One minute later, his feet made contact with the ground and he unhooked the safety line. Four spotlights blazed. They made impenetrable shadows in the corners, which were full of odd-looking shapes. It seemed that nobody had cleared the area before it was sealed. There were broken cabinets, chairs, and computer monitors. There was even an old mattress. Paper was everywhere. In the centre, a space had been made for the lighting rig. Cables snaked away to nowhere, though, in the distance, David could hear the put-put of a diesel generator. Standing motionless in the cramped space, next to the ladder, was an armed man. He wore a builder’s hard-hat and outdoor clothing. He avoided David’s polite nod.

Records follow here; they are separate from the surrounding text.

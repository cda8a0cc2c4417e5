use std::sync::Arc;
use std::time::Duration;

use tokio::time::MissedTickBehavior;
use tokio_util::sync::CancellationToken;
use tracing::instrument;

use super::{QueueConsumer, QueueMessage, QueueResult};
use crate::db::models::event::ScoreEvent;
use crate::db::models::record::ProcessedScoreEvent;
use crate::db::pg::persistence::EventPersistence;

pub const DEFAULT_FETCH_INTERVAL: Duration = Duration::from_secs(20);
pub const DEFAULT_METRICS_INTERVAL: Duration = Duration::from_secs(30);

/// Converts a configured interval in seconds, falling back to `default` when it is not
/// positive.
pub fn normalize_interval(name: &'static str, secs: i64, default: Duration) -> Duration {
    if secs <= 0 {
        tracing::warn!(
            name,
            configured = secs,
            default_secs = default.as_secs(),
            "non-positive interval; using default"
        );
        return default;
    }

    Duration::from_secs(secs as u64)
}

#[derive(Debug, Clone, Copy)]
pub struct ConsumerConfig {
    pub fetch_interval: Duration,
    pub metrics_interval: Duration,
    pub batch_size: usize,
}

impl ConsumerConfig {
    pub fn new(fetch_interval_secs: i64, metrics_interval_secs: i64, batch_size: usize) -> Self {
        Self {
            fetch_interval: normalize_interval(
                "fetch_interval",
                fetch_interval_secs,
                DEFAULT_FETCH_INTERVAL,
            ),
            metrics_interval: normalize_interval(
                "metrics_interval",
                metrics_interval_secs,
                DEFAULT_METRICS_INTERVAL,
            ),
            batch_size: batch_size.max(1),
        }
    }
}

/// What one fetch tick did.
#[derive(Debug, Clone, Copy, Default, PartialEq, Eq)]
pub struct BatchReport {
    pub fetched: usize,
    pub persisted: usize,
    pub terminated: usize,
    pub naked: usize,
}

/// Drains scored events from the queue into the audit log, one batch per fetch tick.
pub struct BatchConsumer {
    queue: Arc<dyn QueueConsumer>,
    persistence: Arc<dyn EventPersistence>,
    config: ConsumerConfig,
}

impl BatchConsumer {
    pub fn new(
        queue: Arc<dyn QueueConsumer>,
        persistence: Arc<dyn EventPersistence>,
        config: ConsumerConfig,
    ) -> Self {
        Self {
            queue,
            persistence,
            config,
        }
    }

    /// Runs both tickers until `cancel` fires. A tick in progress finishes first.
    pub async fn run(&self, cancel: CancellationToken) {
        let mut fetch_tick = tokio::time::interval(self.config.fetch_interval);
        let mut metrics_tick = tokio::time::interval(self.config.metrics_interval);
        fetch_tick.set_missed_tick_behavior(MissedTickBehavior::Skip);
        metrics_tick.set_missed_tick_behavior(MissedTickBehavior::Skip);

        tracing::info!(
            fetch_interval = ?self.config.fetch_interval,
            metrics_interval = ?self.config.metrics_interval,
            batch_size = self.config.batch_size,
            "batch consumer started"
        );

        loop {
            tokio::select! {
                _ = cancel.cancelled() => break,

                _ = fetch_tick.tick() => {
                    if let Err(e) = self.process_batch(&cancel).await {
                        tracing::error!(error = ?e, "batch fetch failure");
                    }
                }

                _ = metrics_tick.tick() => self.report_metrics().await,
            }
        }

        tracing::info!("batch consumer stopped");
    }

    /// One fetch: dead-letter malformed messages, persist the rest as a single batch, then ack
    /// them all on success or nak them all on failure.
    #[instrument(skip(self, cancel))]
    pub async fn process_batch(&self, cancel: &CancellationToken) -> QueueResult<BatchReport> {
        let messages = self.queue.fetch(self.config.batch_size).await?;
        if messages.is_empty() {
            return Ok(BatchReport::default());
        }

        let mut report = BatchReport {
            fetched: messages.len(),
            ..Default::default()
        };

        let mut valid: Vec<QueueMessage> = Vec::with_capacity(messages.len());
        let mut rows: Vec<ProcessedScoreEvent> = Vec::with_capacity(messages.len());

        for message in messages {
            match serde_json::from_str::<ScoreEvent>(&message.payload) {
                Ok(event) => {
                    rows.push(ProcessedScoreEvent::from(event));
                    valid.push(message);
                }
                Err(e) => {
                    tracing::warn!(id = %message.id, error = %e, "malformed score event");
                    report.terminated += 1;
                    if let Err(e) = self.queue.term(&message, &e.to_string()).await {
                        tracing::error!(id = %message.id, error = ?e, "failed to terminate message");
                    }
                }
            }
        }

        if valid.is_empty() {
            return Ok(report);
        }

        match self
            .persistence
            .add_processed_score_events(cancel, &rows)
            .await
        {
            Ok(()) => {
                for message in &valid {
                    if let Err(e) = self.queue.ack(message).await {
                        tracing::error!(id = %message.id, error = ?e, "ack failure");
                    }
                }
                report.persisted = valid.len();
                tracing::info!(count = valid.len(), "persisted score event batch");
            }
            Err(e) => {
                tracing::error!(count = valid.len(), error = %e, "batch persistence failed; requeueing");
                for message in &valid {
                    if let Err(e) = self.queue.nak(message).await {
                        tracing::error!(id = %message.id, error = ?e, "nak failure");
                    }
                }
                report.naked = valid.len();
            }
        }

        Ok(report)
    }

    async fn report_metrics(&self) {
        match self.queue.info().await {
            Ok(info) => tracing::info!(
                pending = info.pending,
                ack_pending = info.ack_pending,
                redelivered = info.redelivered,
                waiting = info.waiting,
                "consumer metrics"
            ),
            Err(e) => tracing::warn!(error = ?e, "failed to read consumer info"),
        }
    }

    pub async fn close(&self) {
        self.queue.close().await;
    }
}
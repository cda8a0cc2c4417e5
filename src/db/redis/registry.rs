use std::time::Duration;

use async_trait::async_trait;
use redis::AsyncCommands;
use redis::aio::ConnectionManager;
use tracing::instrument;

use super::redis_pool::{RedisKey, StoreResult, bounded};

/// Catalog of project scopes that have received at least one score.
#[async_trait]
pub trait ProjectRegistry: Send + Sync {
    async fn register(&self, project_id: &str) -> StoreResult<()>;

    /// Every registered project id, sorted.
    async fn list_projects(&self) -> StoreResult<Vec<String>>;
}

#[derive(Clone)]
pub struct RedisProjectRegistry {
    manager: ConnectionManager,
    op_timeout: Duration,
}

impl RedisProjectRegistry {
    pub fn new(manager: ConnectionManager, op_timeout: Duration) -> Self {
        Self {
            manager,
            op_timeout,
        }
    }
}

#[async_trait]
impl ProjectRegistry for RedisProjectRegistry {
    #[instrument(skip(self))]
    async fn register(&self, project_id: &str) -> StoreResult<()> {
        let mut conn = self.manager.clone();
        bounded("register_project", self.op_timeout, async move {
            let added: i64 = conn.sadd(RedisKey::Projects.to_string(), project_id).await?;
            if added == 1 {
                tracing::info!(project_id, "registered new project scope");
            }
            Ok(())
        })
        .await
    }

    #[instrument(skip(self))]
    async fn list_projects(&self) -> StoreResult<Vec<String>> {
        let mut conn = self.manager.clone();
        let mut projects: Vec<String> = bounded("list_projects", self.op_timeout, async move {
            Ok(conn.smembers(RedisKey::Projects.to_string()).await?)
        })
        .await?;

        projects.sort();
        Ok(projects)
    }
}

“Going up is more difficult,” said McWhirter.

“I can hardly wait.”

“Shall we?”

“After you.”

They stepped from the chamber into a corridor that was as derelict as the lift shaft. David remembered an air-conditioned expanse with beautifully decorated walls and light muzak. Now there was nothing more than a sense of space in the darkness, and he hugged himself against the cold.

McWhirter threw a relay. Lights erupted along the corridor – perhaps fifty metres – clang after clang. It was much larger than he remembered. The fire doors were gone. The walls were black as charcoal. Doors leading from the corridor were now nothing more than gaping holes, some filled with cabinets and chairs, others with wood and masonry. Like the lift shaft, there was paper everywhere.

“Take this,” said McWhirter. It was a heavy outdoor coat. “It’s a steady five degrees in here.” He also handed David a hard hat, some gloves, a first-aid kit, and a laminated map of the complex. “We’ll need to keep in contact if we get separated. Do you have a computer?”